RESPONSE TO MOTION TO DISMISS FOR FRAUD AND FOR SANCTIONS
Plaintiffs, Elizabeth Mitchell and B.W., respond to Pizza Buffet Gainesville, LLC’s (Cici’s) Motion for Fraud and for Sanctions Dated June 4, 2014 (referenced herein as the “Motion”) as follows:
I. The Record is Completely Devoid of any Evidence of Fraud
For the trial court to properly exercise its discretion regarding dismissal of a case for fraud on the court, “it must have an evidentiary basis to make that decision.” See Howard v. Risch, 959 So.2d 308, 313 (Fla. 2d DCA 2007). “Assertions in a motion to dismiss the complaint do not provide an evidentiary basis for finding fraud upon the court.” Wells Fargo Bank, N.A. v. Reeves, 92 So. 3d 249, 252 (Fla. 1st DCA 2012).
Because dismissal sounds the “death knell of a lawsuit,” courts must reserve this remedy for instances where a party’s conduct is “egregious.” Id. The dismissal of a lawsuit for fraud on the court is an extraordinary remedy to be utilized only when a deliberate scheme to subvert the judicial process has been clearly and convincingly proved. Bologna v. Schlanger, 995 So.2d 526, 528 (Fla. 5th DCA 2008). Moreover, “poor recollection, dissemblance, even, lying, can be well managed through cross-examination.” Id.
Notwithstanding this heightened standard, Defendant’s Motion is only supported by the following exhibits: the Declaration of Ms.
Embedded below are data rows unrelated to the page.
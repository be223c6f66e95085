//! Canal duplex sobre UDP conectado ao companion.
//!
//! O socket fica em modo não-bloqueante. Um erro de envio (ex.: porta
//! inalcançável) fecha o canal; após `reconnect_interval` ele volta a
//! `Open` e o gate tenta de novo.

use crate::gate::{DuplexChannel, ReadyState};
use crate::listener::{ListenerToken, Listeners};
use std::io::ErrorKind;
use std::net::UdpSocket;
use std::time::{Duration, Instant};
use tracing::{info, warn};

pub struct UdpChannel {
    sock: UdpSocket,
    state: ReadyState,
    closed_at: Option<Instant>,
    reconnect_interval: Duration,
    listeners: Listeners,
    buf: Vec<u8>,
}

impl UdpChannel {
    /// Faz bind em `bind_ip` (vazio = todas as interfaces) e conecta ao companion.
    pub fn connect(
        bind_ip: &str,
        companion_addr: &str,
        reconnect_interval: Duration,
    ) -> std::io::Result<Self> {
        let bind = if bind_ip.is_empty() {
            "0.0.0.0:0".to_string()
        } else {
            format!("{bind_ip}:0")
        };
        let sock = UdpSocket::bind(bind)?;
        sock.connect(companion_addr)?;
        sock.set_nonblocking(true)?;
        info!("Canal UDP {} → {companion_addr}", sock.local_addr()?);

        Ok(Self {
            sock,
            state: ReadyState::Open,
            closed_at: None,
            reconnect_interval,
            listeners: Listeners::new(),
            buf: vec![0u8; 65536],
        })
    }

    /// Reabre o canal se o intervalo de espera já passou.
    pub fn maintain(&mut self, now: Instant) {
        if let Some(closed_at) = self.closed_at {
            if now.duration_since(closed_at) >= self.reconnect_interval {
                info!("Reabrindo canal UDP");
                self.closed_at = None;
                self.state = ReadyState::Open;
            }
        }
    }

    fn close(&mut self) {
        if self.state != ReadyState::Closed {
            self.state = ReadyState::Closed;
            self.closed_at = Some(Instant::now());
        }
    }
}

impl DuplexChannel for UdpChannel {
    fn ready_state(&self) -> ReadyState {
        self.state
    }

    fn send(&mut self, data: &[u8]) -> std::io::Result<()> {
        match self.sock.send(data) {
            Ok(_) => Ok(()),
            Err(e) if e.kind() == ErrorKind::WouldBlock => Err(e),
            Err(e) => {
                warn!("Canal UDP fechado: {e}");
                self.close();
                Err(e)
            }
        }
    }

    fn poll_message(&mut self) -> Option<Vec<u8>> {
        match self.sock.recv(&mut self.buf) {
            Ok(size) => Some(self.buf[..size].to_vec()),
            Err(e) if e.kind() == ErrorKind::WouldBlock => None,
            Err(e) => {
                // Linux reporta ICMP port unreachable no recv seguinte
                warn!("Erro ao receber UDP: {e}");
                self.close();
                None
            }
        }
    }

    fn subscribe(&mut self) -> ListenerToken {
        self.listeners.subscribe()
    }

    fn unsubscribe(&mut self, token: ListenerToken) -> bool {
        self.listeners.unsubscribe(token)
    }

    fn has_listeners(&self) -> bool {
        self.listeners.has_listeners()
    }
}
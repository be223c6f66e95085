//! Contrato dos drivers de sensores.
//!
//! O controller trata os drivers como caixas-pretas: configura, liga,
//! desliga e recebe snapshots crus. Um driver só entrega leituras quando
//! está ligado **e** tem um listener inscrito.

use crate::listener::ListenerToken;
use std::time::Instant;
use wearlink_core::SensorKind;

/// Opções aplicadas ao driver no início da sessão.
#[derive(Debug, Clone, Copy, PartialEq)]
pub struct SensorOptions {
    /// Frequência de amostragem (Hz)
    pub frequency: f64,
    /// Amostras por callback (1 para sensores escalares)
    pub batch: usize,
}

impl SensorOptions {
    /// Deriva as opções a partir da frequência: janelas de um segundo para
    /// sensores multi-canal, amostra única para os demais.
    pub fn for_kind(kind: SensorKind, frequency: f64) -> Self {
        let batch = if kind.is_batch() {
            (frequency.round() as usize).max(1)
        } else {
            1
        };
        Self { frequency, batch }
    }
}

/// Buffers crus entregues por um callback.
#[derive(Debug, Clone, PartialEq)]
pub enum SensorSnapshot {
    Scalar {
        value: f32,
        timestamp: u64,
    },
    Batch {
        x: Vec<f32>,
        y: Vec<f32>,
        z: Vec<f32>,
        timestamps: Vec<u64>,
    },
}

/// Driver de um sensor.
pub trait SensorDriver {
    fn kind(&self) -> SensorKind;

    fn set_options(&mut self, options: SensorOptions);

    fn start(&mut self);

    /// Síncrono: após retornar, nenhuma leitura é entregue.
    fn stop(&mut self);

    fn is_running(&self) -> bool;

    fn subscribe(&mut self) -> ListenerToken;

    fn unsubscribe(&mut self, token: ListenerToken) -> bool;

    /// Leitura pendente, se houver. Chamado pelo loop de eventos.
    fn poll_reading(&mut self, now: Instant) -> Option<SensorSnapshot>;
}

/// Os quatro drivers que o controller gerencia.
pub struct SensorSet {
    pub accelerometer: Box<dyn SensorDriver>,
    pub gyroscope: Box<dyn SensorDriver>,
    pub heart_rate: Box<dyn SensorDriver>,
    pub battery: Box<dyn SensorDriver>,
}

impl SensorSet {
    /// Acesso pelo tipo de sensor.
    pub fn get_mut(&mut self, kind: SensorKind) -> &mut dyn SensorDriver {
        match kind {
            SensorKind::Accelerometer => self.accelerometer.as_mut(),
            SensorKind::Gyroscope => self.gyroscope.as_mut(),
            SensorKind::HeartRate => self.heart_rate.as_mut(),
            SensorKind::Battery => self.battery.as_mut(),
        }
    }
}

#[cfg(test)]
mod tests {
    use super::*;

    #[test]
    fn batch_size_follows_frequency() {
        let acc = SensorOptions::for_kind(SensorKind::Accelerometer, 25.0);
        assert_eq!(acc.batch, 25);
        let hr = SensorOptions::for_kind(SensorKind::HeartRate, 1.0);
        assert_eq!(hr.batch, 1);
        let slow = SensorOptions::for_kind(SensorKind::Gyroscope, 0.2);
        assert_eq!(slow.batch, 1);
    }
}
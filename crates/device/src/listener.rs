//! Tokens de inscrição para listeners de sensores e do canal.
//!
//! `subscribe` devolve um [`ListenerToken`]; o mesmo token é passado de
//! volta a `unsubscribe`. Remover um token já removido não faz nada.

/// Handle opaco de uma inscrição.
#[derive(Debug, Clone, Copy, PartialEq, Eq, Hash)]
pub struct ListenerToken(u64);

/// Registro de inscrições ativas de uma fonte de eventos.
#[derive(Debug, Default)]
pub struct Listeners {
    next_id: u64,
    active: Vec<u64>,
}

impl Listeners {
    pub fn new() -> Self {
        Self::default()
    }

    pub fn subscribe(&mut self) -> ListenerToken {
        self.next_id += 1;
        self.active.push(self.next_id);
        ListenerToken(self.next_id)
    }

    /// Retorna `false` se o token não estava ativo.
    pub fn unsubscribe(&mut self, token: ListenerToken) -> bool {
        let before = self.active.len();
        self.active.retain(|&id| id != token.0);
        self.active.len() != before
    }

    pub fn has_listeners(&self) -> bool {
        !self.active.is_empty()
    }
}

#[cfg(test)]
mod tests {
    use super::*;

    #[test]
    fn tokens_are_distinct() {
        let mut l = Listeners::new();
        let a = l.subscribe();
        let b = l.subscribe();
        assert_ne!(a, b);
        assert!(l.unsubscribe(a));
        assert!(l.has_listeners());
        assert!(l.unsubscribe(b));
        assert!(!l.has_listeners());
    }

    #[test]
    fn double_unsubscribe_is_noop() {
        let mut l = Listeners::new();
        let t = l.subscribe();
        assert!(l.unsubscribe(t));
        assert!(!l.unsubscribe(t));
        assert!(!l.has_listeners());
    }
}
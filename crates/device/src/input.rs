//! Thread de entrada do usuário: lê stdin e envia comandos para o loop
//! de eventos via channel.

use crossbeam_channel::{Receiver, Sender, bounded};
use std::io::BufRead;
use tracing::{debug, warn};

/// Ação do usuário.
#[derive(Debug, Clone, Copy, PartialEq, Eq)]
pub enum UserInput {
    /// Botão de sessão (Enter)
    Toggle,
    /// Tecla voltar
    Back,
    Quit,
}

impl UserInput {
    /// Interpreta uma linha digitada.
    pub fn parse(line: &str) -> Option<Self> {
        match line.trim().to_ascii_lowercase().as_str() {
            "" | "t" | "toggle" => Some(UserInput::Toggle),
            "b" | "back" => Some(UserInput::Back),
            "q" | "quit" | "exit" => Some(UserInput::Quit),
            _ => None,
        }
    }
}

/// Inicia a thread de entrada. Retorna o receiver do channel.
pub fn spawn_input_thread() -> std::io::Result<Receiver<UserInput>> {
    let (tx, rx) = bounded::<UserInput>(16);

    std::thread::Builder::new()
        .name("stdin-input".into())
        .spawn(move || input_loop(&tx))?;

    Ok(rx)
}

fn input_loop(tx: &Sender<UserInput>) {
    let stdin = std::io::stdin();
    for line in stdin.lock().lines() {
        let line = match line {
            Ok(l) => l,
            Err(e) => {
                warn!("Erro ao ler stdin: {e}");
                break;
            }
        };
        match UserInput::parse(&line) {
            Some(input) => {
                if tx.send(input).is_err() {
                    return;
                }
            }
            None => debug!("Entrada ignorada: {line:?}"),
        }
    }
    // Sem stdin (ex.: rodando em background) o loop segue sem entrada
    debug!("stdin encerrado");
}
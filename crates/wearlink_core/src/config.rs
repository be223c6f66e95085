//! Configuração unificada via TOML.
//!
//! Um único `config.toml` ao lado do executável serve dispositivo e
//! companion. Toda seção usa `#[serde(default)]`, então arquivos parciais
//! são completados com os valores padrão.

use crate::types::SensorKind;
use serde::{Deserialize, Serialize};
use std::path::{Path, PathBuf};
use tracing::{info, warn};

/// Erros ao ler ou gravar a configuração.
#[derive(Debug, thiserror::Error)]
pub enum ConfigError {
    #[error("Erro de I/O em {}: {source}", path.display())]
    Io {
        path: PathBuf,
        source: std::io::Error,
    },

    #[error("Erro ao parsear TOML: {0}")]
    Parse(#[from] toml::de::Error),

    #[error("Erro ao serializar TOML: {0}")]
    Serialize(#[from] toml::ser::Error),
}

/// Informações do dispositivo anunciadas no `INIT_SESSION`.
pub trait DeviceInfo {
    fn model_name(&self) -> &str;
}

/// Frequências de amostragem por sensor, lidas uma vez por sessão.
pub trait PreferencesProvider {
    /// Frequência (Hz) configurada para o sensor.
    fn sensor_frequency(&self, kind: SensorKind) -> f64;
}

/// Configuração do dispositivo (wearable).
#[derive(Debug, Clone, Serialize, Deserialize)]
#[serde(default)]
pub struct DeviceConfig {
    /// Modelo anunciado ao companion
    pub model_name: String,
    /// Endereço do companion (ip:porta)
    pub companion_addr: String,
    /// IP local para bind (vazio = auto)
    pub bind_ip: String,
    /// Intervalo do loop de eventos (ms)
    pub tick_ms: u64,
    /// Espera antes de reabrir o canal após falha (segundos)
    pub reconnect_interval_secs: f64,
}

impl Default for DeviceConfig {
    fn default() -> Self {
        Self {
            model_name: "Wearlink Sim".into(),
            companion_addr: "127.0.0.1:5005".into(),
            bind_ip: String::new(),
            tick_ms: 10,
            reconnect_interval_secs: 5.0,
        }
    }
}

impl DeviceInfo for DeviceConfig {
    fn model_name(&self) -> &str {
        &self.model_name
    }
}

/// Preferências de sensores.
///
/// Para acelerômetro e giroscópio o tamanho da janela é igual à
/// frequência (uma janela por segundo).
#[derive(Debug, Clone, Serialize, Deserialize)]
#[serde(default)]
pub struct SensorPreferences {
    pub accelerometer_hz: f64,
    pub gyroscope_hz: f64,
    pub heart_rate_hz: f64,
    pub battery_hz: f64,
}

impl Default for SensorPreferences {
    fn default() -> Self {
        Self {
            accelerometer_hz: 25.0,
            gyroscope_hz: 25.0,
            heart_rate_hz: 1.0,
            battery_hz: 0.1,
        }
    }
}

impl PreferencesProvider for SensorPreferences {
    fn sensor_frequency(&self, kind: SensorKind) -> f64 {
        match kind {
            SensorKind::Accelerometer => self.accelerometer_hz,
            SensorKind::Gyroscope => self.gyroscope_hz,
            SensorKind::HeartRate => self.heart_rate_hz,
            SensorKind::Battery => self.battery_hz,
        }
    }
}

/// Configuração do companion.
#[derive(Debug, Clone, Serialize, Deserialize)]
#[serde(default)]
pub struct CompanionConfig {
    /// Porta UDP para escutar
    pub port: u16,
    /// IP do dispositivo (vazio = aceita qualquer origem)
    pub peer_ip: String,
    /// Sessão sem mensagens por este tempo é considerada perdida (segundos)
    pub peer_timeout_secs: f64,
}

impl Default for CompanionConfig {
    fn default() -> Self {
        Self {
            port: 5005,
            peer_ip: String::new(),
            peer_timeout_secs: 30.0,
        }
    }
}

/// Configuração raiz do aplicativo.
#[derive(Debug, Clone, Default, Serialize, Deserialize)]
#[serde(default)]
pub struct AppConfig {
    pub device: DeviceConfig,
    pub sensors: SensorPreferences,
    pub companion: CompanionConfig,
}

impl AppConfig {
    /// Lê e parseia um arquivo TOML.
    pub fn from_file(path: &Path) -> Result<Self, ConfigError> {
        let content = std::fs::read_to_string(path).map_err(|source| ConfigError::Io {
            path: path.to_path_buf(),
            source,
        })?;
        Ok(toml::from_str(&content)?)
    }

    /// Carrega configuração, caindo para o padrão se o arquivo faltar ou for inválido.
    pub fn load(path: &Path) -> Self {
        if path.exists() {
            match Self::from_file(path) {
                Ok(config) => {
                    info!("Configuração carregada de {}", path.display());
                    return config;
                }
                Err(e) => warn!("Falha ao carregar {}: {e}", path.display()),
            }
        }

        info!("Usando configuração padrão");
        AppConfig::default()
    }

    /// Salva configuração em arquivo TOML.
    pub fn save(&self, path: &Path) -> Result<(), ConfigError> {
        let content = toml::to_string_pretty(self)?;
        std::fs::write(path, content).map_err(|source| ConfigError::Io {
            path: path.to_path_buf(),
            source,
        })?;
        info!("Configuração salva em {}", path.display());
        Ok(())
    }

    /// Retorna o caminho padrão do config.toml.
    pub fn default_path() -> PathBuf {
        let exe_dir = std::env::current_exe()
            .map(|p| p.parent().unwrap_or(Path::new(".")).to_path_buf())
            .unwrap_or_else(|_| PathBuf::from("."));
        exe_dir.join("config.toml")
    }

    /// Valida a configuração e retorna lista de erros.
    pub fn validate(&self) -> Vec<String> {
        let mut errors = Vec::new();

        if self.device.model_name.trim().is_empty() {
            errors.push("Modelo do dispositivo não pode ser vazio".into());
        }
        if self.device.companion_addr.parse::<std::net::SocketAddr>().is_err() {
            errors.push(format!(
                "Endereço do companion inválido: {:?}",
                self.device.companion_addr
            ));
        }
        if self.device.tick_ms == 0 || self.device.tick_ms > 1_000 {
            errors.push(format!("tick_ms inválido: {} (1–1000)", self.device.tick_ms));
        }
        for kind in SensorKind::ALL {
            let hz = self.sensors.sensor_frequency(kind);
            if !(hz > 0.0 && hz <= 200.0) {
                errors.push(format!("Frequência de {kind} inválida: {hz} (0–200 Hz)"));
            }
        }
        if !is_valid_interval(self.device.reconnect_interval_secs) {
            errors.push(format!(
                "reconnect_interval_secs inválido: {} (0–{MAX_INTERVAL_SECS} s)",
                self.device.reconnect_interval_secs
            ));
        }
        if self.companion.port == 0 {
            errors.push("Porta do companion não pode ser 0".into());
        }
        if !is_valid_interval(self.companion.peer_timeout_secs) {
            errors.push(format!(
                "peer_timeout_secs inválido: {} (0–{MAX_INTERVAL_SECS} s)",
                self.companion.peer_timeout_secs
            ));
        }

        errors
    }
}

/// Limite superior para intervalos em segundos (1 dia).
const MAX_INTERVAL_SECS: f64 = 86_400.0;

/// Finito, positivo e aceito por `Duration::from_secs_f64`.
fn is_valid_interval(secs: f64) -> bool {
    secs.is_finite() && secs > 0.0 && secs <= MAX_INTERVAL_SECS
}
Adair (Exhibit A), Plaintiff’s Interrogatory Answers (Exhibit B), and Supplemental Witness List (Exhibit C). None of those documents come anywhere close to proving fraud.1 Notably, Ms. Adair’s deposition was not attached to the Motion – nor was Plaintiff’s deposition. This record does not demonstrate “clearly and convincingly a knowing and unreasonable scheme to interfere with the judicial system’s ability to impartially adjudicate the claim” of either Plaintiff. Amato v. Intindola, 854 So.2d 812 (Fla. 4th DCA 2003).2 Thus, the Motion must be denied.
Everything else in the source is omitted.